What is expected =
The answer must consist of each line below that contains the string "upstream".

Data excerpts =
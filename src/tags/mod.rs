//! The tag mini-language.
//!
//! Each tag occurrence is parsed once, when its template is registered, into
//! one of the [`Tag`] variants; rendering a template re-runs every parsed
//! tag against storage and writes the result into [`Bindings`].

mod blogroll;
mod categories;
mod latest;
mod related;

pub use blogroll::BlogrollTag;
pub use categories::CategoriesTag;
pub use latest::LatestPostsTag;
pub use related::RelatedPostsTag;

use serde_json::Value;

use crate::context::Bindings;
use crate::error::{Error, Result};
use crate::store::BlogStore;

/// A parsed tag occurrence.
#[derive(Debug, Clone, PartialEq)]
pub enum Tag {
    LatestPosts(LatestPostsTag),
    Categories(CategoriesTag),
    Blogroll(BlogrollTag),
    RelatedPosts(RelatedPostsTag),
}

impl Tag {
    /// Parse the raw contents of a tag block (tag name plus argument text,
    /// without the surrounding delimiters).
    pub fn parse(contents: &str) -> Result<Tag> {
        let contents = contents.trim();
        let (name, args) = match contents.split_once(char::is_whitespace) {
            Some((name, rest)) => (name, Some(rest.trim())),
            None => (contents, None),
        };
        let args = args.filter(|args| !args.is_empty());
        match name {
            LatestPostsTag::NAME => Ok(Tag::LatestPosts(LatestPostsTag::parse(args)?)),
            CategoriesTag::NAME => Ok(Tag::Categories(CategoriesTag::parse(args)?)),
            BlogrollTag::NAME => Ok(Tag::Blogroll(BlogrollTag::parse(args)?)),
            RelatedPostsTag::NAME => Ok(Tag::RelatedPosts(RelatedPostsTag::parse(args)?)),
            other => Err(Error::UnknownTag(other.to_string())),
        }
    }

    /// The variable name this tag binds.
    pub fn var_name(&self) -> &str {
        match self {
            Tag::LatestPosts(tag) => tag.var_name(),
            Tag::Categories(tag) => tag.var_name(),
            Tag::Blogroll(tag) => tag.var_name(),
            Tag::RelatedPosts(tag) => tag.var_name(),
        }
    }

    /// Execute the tag: query `store` and write one binding. `context` is
    /// the caller-supplied base context; tags that resolve expressions also
    /// see bindings made by earlier tags in the same template.
    pub fn render<S>(
        &self,
        store: &S,
        context: &Value,
        bindings: &mut Bindings,
    ) -> Result<()>
    where
        S: BlogStore + ?Sized,
    {
        match self {
            Tag::LatestPosts(tag) => tag.render(store, bindings),
            Tag::Categories(tag) => tag.render(store, bindings),
            Tag::Blogroll(tag) => tag.render(store, bindings),
            Tag::RelatedPosts(tag) => tag.render(store, context, bindings),
        }
    }
}

fn as_clause_re() -> &'static regex::Regex {
    static RE: std::sync::OnceLock<regex::Regex> = std::sync::OnceLock::new();
    RE.get_or_init(|| regex::Regex::new(r"as (\w+)").expect("hard-coded pattern"))
}

/// Parse an `as <identifier>` argument list, shared by the tags that take
/// nothing else.
pub(crate) fn parse_as_clause(
    args: Option<&str>,
    tag: &'static str,
    usage: &'static str,
) -> Result<String> {
    let args = args.ok_or(Error::MissingArguments(tag))?;
    let captures = as_clause_re()
        .captures(args)
        .ok_or(Error::InvalidArguments { tag, usage })?;
    Ok(captures[1].to_string())
}

/// Split argument text on whitespace while keeping quoted substrings (with
/// their quotes) together.
pub fn split_contents(input: &str) -> Vec<String> {
    let mut tokens = Vec::new();
    let mut current = String::new();
    let mut quote: Option<char> = None;
    for ch in input.chars() {
        match quote {
            Some(open) => {
                current.push(ch);
                if ch == open {
                    quote = None;
                }
            }
            None if ch == '"' || ch == '\'' => {
                quote = Some(ch);
                current.push(ch);
            }
            None if ch.is_whitespace() => {
                if !current.is_empty() {
                    tokens.push(std::mem::take(&mut current));
                }
            }
            None => current.push(ch),
        }
    }
    if !current.is_empty() {
        tokens.push(current);
    }
    tokens
}
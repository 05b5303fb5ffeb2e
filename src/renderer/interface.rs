use crate::error::Result;

/// Trait for template rendering engines that understand the tag
/// mini-language.
pub trait TemplateRenderer {
    /// Registers a template. Tag blocks are parsed here; a malformed tag
    /// makes the whole template fail to compile.
    ///
    /// # Arguments
    /// * `name` - Name to identify the template
    /// * `source` - Template content as string
    fn add_template(&mut self, name: &str, source: &str) -> Result<()>;

    /// Renders a registered template with the given context.
    ///
    /// # Arguments
    /// * `name` - Name of a previously added template
    /// * `context` - Context variables for rendering
    ///
    /// # Returns
    /// * `Result<String>` - Rendered template string
    fn render(&self, name: &str, context: &serde_json::Value) -> Result<String>;

    /// Parses and renders a one-shot template string with the given context.
    fn render_str(&self, source: &str, context: &serde_json::Value) -> Result<String>;
}
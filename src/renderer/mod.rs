mod interface;
mod minijinja;

/// Custom template filters.
pub mod filters;

pub use interface::TemplateRenderer;
pub use minijinja::BlogRenderer;
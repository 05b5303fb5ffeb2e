//! `{% get_latest_posts [limit] as [var_name] %}`
//!
//! Binds the `limit` most recently published posts. With a limit of exactly
//! one, binds the single post object instead of a one-element sequence.

use std::sync::OnceLock;

use log::debug;
use regex::Regex;

use crate::context::Bindings;
use crate::error::{Error, Result};
use crate::store::PostRepository;

fn args_re() -> &'static Regex {
    static RE: OnceLock<Regex> = OnceLock::new();
    RE.get_or_init(|| Regex::new(r"(.*?) as (\w+)").expect("hard-coded pattern"))
}

#[derive(Debug, Clone, PartialEq)]
pub struct LatestPostsTag {
    limit: usize,
    var_name: String,
}

impl LatestPostsTag {
    pub const NAME: &'static str = "get_latest_posts";
    pub const USAGE: &'static str = "{% get_latest_posts [limit] as [var_name] %}";

    pub fn parse(args: Option<&str>) -> Result<Self> {
        let args = args.ok_or(Error::MissingArguments(Self::NAME))?;
        let invalid = || Error::InvalidArguments {
            tag: Self::NAME,
            usage: Self::USAGE,
        };
        let captures = args_re().captures(args).ok_or_else(invalid)?;
        let limit: usize = captures[1].trim().parse().map_err(|_| invalid())?;
        if limit == 0 {
            return Err(invalid());
        }
        Ok(Self {
            limit,
            var_name: captures[2].to_string(),
        })
    }

    pub fn var_name(&self) -> &str {
        &self.var_name
    }

    pub fn render<R>(&self, posts: &R, bindings: &mut Bindings) -> Result<()>
    where
        R: PostRepository + ?Sized,
    {
        let latest = posts.latest(self.limit);
        debug!("'{}': {} post(s) -> '{}'", Self::NAME, latest.len(), self.var_name);
        match latest.as_slice() {
            [single] if self.limit == 1 => {
                bindings.set(&self.var_name, serde_json::to_value(single)?)
            }
            _ => bindings.set(&self.var_name, serde_json::to_value(&latest)?),
        }
        Ok(())
    }
}
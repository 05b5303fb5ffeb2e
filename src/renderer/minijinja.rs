use std::sync::{Arc, OnceLock};

use indexmap::IndexMap;
use log::debug;
use minijinja::Environment;
use regex::Regex;

use crate::config::Settings;
use crate::context::Bindings;
use crate::error::Result;
use crate::renderer::{filters, TemplateRenderer};
use crate::store::BlogStore;
use crate::tags::Tag;

/// Matches the tag blocks this library owns. Anything else between `{%`
/// and `%}` is left for MiniJinja.
fn tag_block_re() -> &'static Regex {
    static RE: OnceLock<Regex> = OnceLock::new();
    RE.get_or_init(|| {
        Regex::new(
            r"\{%\s*(?:get_latest_posts|get_blog_categories|get_blogroll|get_related_posts)\b(?s:.*?)%\}",
        )
        .expect("hard-coded pattern")
    })
}

/// Splits a template source into its tag occurrences (parsed) and the
/// remaining text. A tag renders to the empty string, so each block is
/// simply removed from the source handed to MiniJinja.
fn extract_tags(source: &str) -> Result<(String, Vec<Tag>)> {
    let mut tags = Vec::new();
    let mut stripped = String::with_capacity(source.len());
    let mut last = 0;
    for found in tag_block_re().find_iter(source) {
        stripped.push_str(&source[last..found.start()]);
        last = found.end();
        let contents = found
            .as_str()
            .trim_start_matches("{%")
            .trim_end_matches("%}");
        tags.push(Tag::parse(contents)?);
    }
    stripped.push_str(&source[last..]);
    Ok((stripped, tags))
}

/// MiniJinja-based template rendering engine with blog tag support.
pub struct BlogRenderer {
    /// MiniJinja environment instance
    env: Environment<'static>,
    /// Storage the tags query at render time
    store: Arc<dyn BlogStore + Send + Sync>,
    /// Parsed tag occurrences per registered template, in document order
    templates: IndexMap<String, Vec<Tag>>,
}

impl BlogRenderer {
    pub fn new(store: Arc<dyn BlogStore + Send + Sync>, settings: Settings) -> Self {
        let mut env = Environment::new();
        env.add_filter("get_links", move |value: &str| {
            filters::get_links(value, settings.debug)
        });
        Self { env, store, templates: IndexMap::new() }
    }

    /// Run `tags` in document order and merge what they bind over the
    /// caller's context. Later tags see (and may overwrite) earlier
    /// bindings; a name collision is a silent overwrite.
    fn run_tags(&self, tags: &[Tag], context: &serde_json::Value) -> Result<Bindings> {
        let mut bindings = Bindings::new();
        for tag in tags {
            tag.render(self.store.as_ref(), context, &mut bindings)?;
            debug!("tag bound '{}'", tag.var_name());
        }
        Ok(bindings)
    }
}

impl TemplateRenderer for BlogRenderer {
    fn add_template(&mut self, name: &str, source: &str) -> Result<()> {
        let (stripped, tags) = extract_tags(source)?;
        self.env.add_template_owned(name.to_string(), stripped)?;
        self.templates.insert(name.to_string(), tags);
        Ok(())
    }

    fn render(&self, name: &str, context: &serde_json::Value) -> Result<String> {
        let tags = self.templates.get(name).map(Vec::as_slice).unwrap_or(&[]);
        let bindings = self.run_tags(tags, context)?;
        let template = self.env.get_template(name)?;
        Ok(template.render(bindings.merged_over(context))?)
    }

    fn render_str(&self, source: &str, context: &serde_json::Value) -> Result<String> {
        let (stripped, tags) = extract_tags(source)?;
        let bindings = self.run_tags(&tags, context)?;
        let mut env = self.env.clone();
        env.add_template_owned("temp".to_string(), stripped)?;
        let template = env.get_template("temp")?;
        Ok(template.render(bindings.merged_over(context))?)
    }
}
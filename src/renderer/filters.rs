//! Custom template filters.
//!
//! `get_links` extracts the anchor elements out of an already-rendered HTML
//! string: `{{ post.body | markdown | get_links }}`. Anchor parsing needs
//! the optional `html` feature; without it the filter returns its input
//! unchanged, or fails the render when [`Settings::debug`] is set.
//!
//! [`Settings::debug`]: crate::config::Settings

use serde::Serialize;

/// An anchor element extracted from rendered markup, in document order.
#[derive(Debug, Clone, PartialEq, Serialize)]
pub struct Link {
    /// The `href` attribute; empty when the anchor has none.
    pub href: String,
    /// The anchor's inner text, whitespace-trimmed.
    pub text: String,
    /// The `title` attribute, if present.
    pub title: Option<String>,
}

/// Parse `value` and return every anchor element in document order. No
/// caching; every call reparses.
#[cfg(feature = "html")]
pub fn extract_links(value: &str) -> Vec<Link> {
    let Ok(dom) = tl::parse(value, tl::ParserOptions::default()) else {
        return Vec::new();
    };
    let parser = dom.parser();
    dom.nodes()
        .iter()
        .filter_map(|node| node.as_tag())
        .filter(|tag| tag.name().as_utf8_str().eq_ignore_ascii_case("a"))
        .map(|tag| {
            let attr = |name: &str| {
                tag.attributes()
                    .get(name)
                    .flatten()
                    .map(|value| value.as_utf8_str().into_owned())
            };
            Link {
                href: attr("href").unwrap_or_default(),
                text: tag.inner_text(parser).trim().to_string(),
                title: attr("title"),
            }
        })
        .collect()
}

#[cfg(feature = "html")]
pub(crate) fn get_links(
    value: &str,
    _debug: bool,
) -> Result<minijinja::value::Value, minijinja::Error> {
    Ok(minijinja::value::Value::from_serialize(extract_links(value)))
}

#[cfg(not(feature = "html"))]
pub(crate) fn get_links(
    value: &str,
    debug: bool,
) -> Result<minijinja::value::Value, minijinja::Error> {
    if debug {
        Err(minijinja::Error::new(
            minijinja::ErrorKind::InvalidOperation,
            crate::error::Error::LinkParserUnavailable.to_string(),
        ))
    } else {
        log::warn!("'get_links' filter: HTML parsing unavailable, passing value through");
        Ok(minijinja::value::Value::from(value))
    }
}
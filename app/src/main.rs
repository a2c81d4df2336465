//! Headless host for the trajectory engine: replays a recorded snapshot feed
//! against a synthetic clock and prints each frame's draw state as a JSON
//! line. A real deployment swaps this for a display loop; the engine doesn't
//! care which.

#[macro_use]
extern crate log;

use anyhow::Result;
use serde::{Deserialize, Serialize};
use structopt::StructOpt;

use engine::{Config, Engine, EntityFrame, Sample, Time};

#[derive(StructOpt)]
#[structopt(name = "skylight")]
struct Args {
    /// Path to a JSON config file; engine defaults are used when omitted
    #[structopt(long)]
    config: Option<String>,
    /// A recorded feed: either a JSON array of snapshot batches, or an array
    /// of the upstream service's {"planes": [...]} documents
    #[structopt(long)]
    feed: String,
    /// Viewport size in pixels
    #[structopt(long, default_value = "800")]
    width: f64,
    #[structopt(long, default_value = "450")]
    height: f64,
    /// Animation-clock seconds between snapshot batches
    #[structopt(long, default_value = "15")]
    feed_interval: f64,
    /// Pin the curve generator for reproducible output
    #[structopt(long)]
    seed: Option<u64>,
    /// Stop after this many animation-clock seconds, even if aircraft remain
    #[structopt(long)]
    run_for: Option<f64>,
}

#[derive(Deserialize)]
#[serde(untagged)]
enum FeedFile {
    Batches(Vec<Vec<Sample>>),
    Recorded(Vec<RecordedBatch>),
}

#[derive(Deserialize)]
struct RecordedBatch {
    planes: Vec<Sample>,
}

#[derive(Serialize)]
struct FrameOut<'a> {
    t: f64,
    entities: &'a [EntityFrame],
}

fn load_feed(path: &str) -> Result<Vec<Vec<Sample>>> {
    let bytes = fs_err::read(path)?;
    match serde_json::from_slice(&bytes)? {
        FeedFile::Batches(batches) => Ok(batches),
        FeedFile::Recorded(batches) => Ok(batches.into_iter().map(|b| b.planes).collect()),
    }
}

fn main() -> Result<()> {
    tracing_subscriber::fmt::init();
    let args = Args::from_args();

    let config: Config = match &args.config {
        Some(path) => serde_json::from_slice(&fs_err::read(path)?)?,
        None => Config::default(),
    };
    let batches = load_feed(&args.feed)?;
    info!("Replaying {} snapshot batches", batches.len());

    let mut engine = Engine::new(config, args.width, args.height, args.seed)?;

    let dt = 1.0 / engine.config().target_fps;
    let mut batches = batches.into_iter();
    let mut next_feed = 0.0;
    let mut exhausted = false;
    let mut t = 0.0;
    loop {
        if !exhausted && t >= next_feed {
            match batches.next() {
                Some(batch) => engine.reconcile(&batch, Time::seconds(t)),
                None => exhausted = true,
            }
            next_feed += args.feed_interval;
        }

        if let Some(frames) = engine.tick(Time::seconds(t)) {
            println!(
                "{}",
                serde_json::to_string(&FrameOut {
                    t,
                    entities: &frames
                })?
            );
        }
        t += dt;

        if let Some(limit) = args.run_for {
            if t >= limit {
                break;
            }
        } else if exhausted && engine.registry().is_empty() {
            break;
        }
    }
    info!("Done after {:.1}s of animation", t);
    Ok(())
}
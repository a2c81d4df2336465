//! The Skylight trajectory and animation engine. An upstream feed delivers
//! sparse position snapshots every several seconds; this crate turns them
//! into smooth per-frame motion by planning each aircraft's whole on-screen
//! journey up front and interpolating along it at display rate. Fetching the
//! data and actually drawing pixels are both someone else's job.

#[macro_use]
extern crate anyhow;
#[macro_use]
extern crate log;

mod config;
mod geo;
mod projector;
mod registry;
mod scheduler;
mod time;
mod trail;
mod trajectory;

use std::fmt;

use anyhow::Result;
use rand::rngs::StdRng;
use rand::SeedableRng;
use serde::{Deserialize, Serialize};

pub use self::config::Config;
pub use self::geo::{Bounds, LonLat};
pub use self::projector::{Projector, ScreenPt};
pub use self::registry::{Entity, Registry};
pub use self::scheduler::{EntityFrame, Throttle};
pub use self::time::{Duration, Time};
pub use self::trail::{TrailPoint, TrailStroke};
pub use self::trajectory::Trajectory;

/// An opaque aircraft identifier, stable across feed cycles.
#[derive(Clone, Debug, PartialEq, Eq, PartialOrd, Ord, Hash, Serialize, Deserialize)]
pub struct EntityId(pub String);

impl fmt::Display for EntityId {
    fn fmt(&self, f: &mut fmt::Formatter) -> fmt::Result {
        write!(f, "{}", self.0)
    }
}

/// One record of the periodic external feed. Field names match the recorded
/// wire format, which the engine only ever reads.
#[derive(Clone, Debug, Deserialize)]
pub struct Sample {
    pub id: EntityId,
    /// Absent or non-finite means the sample is malformed and gets skipped.
    pub position: Option<LonLat>,
    /// Compass degrees, 0 = north, clockwise positive.
    #[serde(default)]
    pub heading: f64,
    /// Meters per second over ground. Zero or missing means "use the default
    /// cruise speed".
    #[serde(default, alias = "velocity_mps")]
    pub speed: Option<f64>,
    #[serde(default, alias = "callsign")]
    pub label: String,
    #[serde(default)]
    pub color: Option<String>,
}

impl Sample {
    /// The callsign, falling back to the uppercased id when blank.
    pub fn display_label(&self) -> String {
        let trimmed = self.label.trim();
        if trimmed.is_empty() {
            self.id.0.to_uppercase()
        } else {
            trimmed.to_string()
        }
    }
}

/// The engine root: owns the registry, the projector, the tick throttle and
/// the curve generator's RNG. The host owns this instance and drives it with
/// `reconcile` whenever a snapshot arrives and `tick` every display frame;
/// multiple independent instances work fine.
pub struct Engine {
    config: Config,
    projector: Projector,
    registry: Registry,
    throttle: Throttle,
    rng: StdRng,
}

impl Engine {
    /// `seed` pins the curve generator for reproducible runs; None seeds from
    /// the OS.
    pub fn new(config: Config, width: f64, height: f64, seed: Option<u64>) -> Result<Engine> {
        config.validate()?;
        Ok(Engine {
            projector: Projector::new(config.bounds, width, height),
            registry: Registry::new(),
            throttle: Throttle::new(config.target_fps),
            rng: match seed {
                Some(seed) => StdRng::seed_from_u64(seed),
                None => StdRng::from_entropy(),
            },
            config,
        })
    }

    /// Fold a snapshot in. Safe to call at any point between ticks; existing
    /// journeys are never rerouted by it.
    pub fn reconcile(&mut self, snapshot: &[Sample], now: Time) {
        self.registry
            .reconcile(snapshot, now, &self.config, &mut self.rng);
    }

    /// Advance the animation and hand back what to draw. Returns None when
    /// the call arrives faster than the configured frame rate allows.
    pub fn tick(&mut self, now: Time) -> Option<Vec<EntityFrame>> {
        if !self.throttle.ready(now) {
            return None;
        }
        Some(scheduler::tick(
            &mut self.registry,
            &self.projector,
            &self.config,
            now,
        ))
    }

    /// The viewport changed size. Trajectories are geographic, so they simply
    /// re-project on the next tick.
    pub fn resize(&mut self, width: f64, height: f64) {
        self.projector.resize(width, height);
    }

    pub fn config(&self) -> &Config {
        &self.config
    }

    pub fn registry(&self) -> &Registry {
        &self.registry
    }
}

Response to the task =
    /// of the upstream service's {"planes": [...]} documents
//! The Skylight trajectory and animation engine. An upstream feed delivers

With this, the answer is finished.